Aplicação geriátrica

Os ensaios clínicos com trimetobenzamida não incluíram um número suficiente de pacientes com 65 anos ou mais para determinar se você responde de maneira diferente dos pacientes mais jovens. Embora a literatura relate estudos que incluíram pacientes geriátricos com 65 anos ou mais de idade com pacientes mais jovens, não se sabe se existem diferenças nos parâmetros de eficácia ou segurança em pacientes geriátricos e não geriátricos tratados com Emedur. A trimetobenzamida é excretada nos rins e o risco de efeitos colaterais neste medicamento pode ser maior em pacientes com insuficiência renal. Como os pacientes geriátricos têm maior probabilidade de ter função renal reduzida, reduza a dose diária de Emedur aumentando o intervalo de dose e ajustando-se para terapêutica e tolerabilidade. Monitore a função renal.

Compromisso renal

A trimethobenzamida é eliminada pela excreção renal. Reduzir em pacientes com insuficiência renal (depuração da creatinina 70 mL / min / 1, 73 m₂ ou menos) a dose diária, aumentando o intervalo de doses e abordando-o dependendo da terapêutica e ajustando sua tolerabilidade. Monitore a função renal.

Compromisso hepático

Evite emedur em pacientes cujos sinais e sintomas indicam disfunção hepática devido ao risco de hepatotoxicidade. Pare Emedur em pacientes que desenvolvem insuficiência hepática enquanto tomam Emedur.

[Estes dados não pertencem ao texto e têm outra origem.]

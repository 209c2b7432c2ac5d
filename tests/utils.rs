use ctera_client::client::CteraHost;
use serde_json::Value;
use std::fs;
use wiremock::matchers::{method, path};
use wiremock::{Match, Mock, MockBuilder, MockServer, Request, ResponseTemplate};

pub const API_PATH: &str = "/admin/api";

/// # Panics
///
/// Will panic if a file can't be read or missing
#[must_use = "This function returns the body of the file as a string"]
pub fn body_from_file(path: &str) -> String {
    fs::read_to_string(path).expect("Failed to read file")
}

/// Matches requests whose JSON body holds `value` at the given JSON pointer
pub struct JsonFieldMatcher(String, Value);

impl JsonFieldMatcher {
    /// Specify the expected value at a JSON pointer, e.g. `/param/startFrom`.
    pub fn new<K: Into<String>, V: Into<Value>>(pointer: K, value: V) -> Self {
        Self(pointer.into(), value.into())
    }
}

/// Shorthand for [`JsonFieldMatcher::new`].
pub fn json_field<K, V>(pointer: K, value: V) -> JsonFieldMatcher
where
    K: Into<String>,
    V: Into<Value>,
{
    JsonFieldMatcher::new(pointer, value)
}

impl Match for JsonFieldMatcher {
    fn matches(&self, request: &Request) -> bool {
        serde_json::from_slice::<Value>(&request.body)
            .ok()
            .and_then(|body| body.pointer(&self.0).cloned())
            .is_some_and(|found| found == self.1)
    }
}

// Helper function to create a client with a mock server
pub async fn setup_client() -> (MockServer, CteraHost) {
    let server = MockServer::start().await;

    let host = CteraHost::builder()
        .host(server.uri())
        .build()
        .unwrap();

    (server, host)
}

/// Starts a mock for a user-defined method call on `subpath`
pub fn execute_mock(subpath: &str, name: &str) -> MockBuilder {
    Mock::given(method("POST"))
        .and(path(format!("{API_PATH}{subpath}")))
        .and(json_field("/type", "user-defined"))
        .and(json_field("/name", name))
}

pub fn json_response(response_file: &str) -> ResponseTemplate {
    ResponseTemplate::new(200)
        .append_header("content-type", "application/json")
        .set_body_string(body_from_file(response_file))
}
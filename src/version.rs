use std::env::consts;
use std::fmt;

const DEFAULT_PRODUCT: &str = "ctera-client";

/// Client identification sent with every request.
///
/// Built once when the [`CteraHost`](crate::client::CteraHost) is constructed and carried
/// by it, so two clients in one process may identify themselves differently.
#[derive(Debug, Clone, PartialEq, Eq)]
pub struct Version {
    product: String,
    product_version: String,
    system: &'static str,
    machine: &'static str,
}

impl Version {
    #[must_use]
    pub fn new(product: impl Into<String>, product_version: impl Into<String>) -> Self {
        Self {
            product: product.into(),
            product_version: product_version.into(),
            system: consts::OS,
            machine: consts::ARCH,
        }
    }

    #[must_use]
    pub fn product(&self) -> &str {
        &self.product
    }

    #[must_use]
    pub fn product_version(&self) -> &str {
        &self.product_version
    }

    /// Renders the `User-Agent` header value
    #[must_use]
    pub fn as_header(&self) -> String {
        self.to_string()
    }
}

impl Default for Version {
    fn default() -> Self {
        Self::new(DEFAULT_PRODUCT, env!("CARGO_PKG_VERSION"))
    }
}

impl fmt::Display for Version {
    fn fmt(&self, f: &mut fmt::Formatter<'_>) -> fmt::Result {
        write!(
            f,
            "{}/{} ({}; {}) Rust",
            self.product, self.product_version, self.system, self.machine
        )
    }
}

Os seguintes efeitos colaterais de voluntários ou estudos clínicos foram relatados com trimetobenzamida. Como muitas dessas reações foram relatadas voluntariamente a partir de uma população de tamanho incerto, nem sempre é possível estimar com segurança sua frequência ou estabelecer uma relação causal com a exposição ao medicamento

Nenhuma informação

Absorção

A farmacocinética da trimetobenzamida em indivíduos adultos saudáveis foi comparada quando Emedur foi administrado como uma cápsula oral de 300 mg ou como uma injeção intramuscular de 200 mg (100 mg / mL). O tempo para atingir a concentração plasmática máxima (Tmax) foi de cerca de 30 minutos após a injeção intramuscular, em comparação com cerca de 45 minutos após a administração da cápsula oral. O perfil de concentração-tempo plasmático da trimetobenzamida foi semelhante entre as duas formulações.

Eliminação

A meia-vida média de eliminação da trimetobenzamida é de 7 a 9 horas.

Metabolismo

A principal via do metabolismo da trimetobenzamida é a oxidação, que leva à formação do metabolito N-OXID da trimetobenzamida. A atividade farmacológica deste metabolito principal não foi estudada.

Eliminação

Entre 30 e 50% de uma dose única em humanos são excretados inalterados na urina dentro de 48 a 72 horas.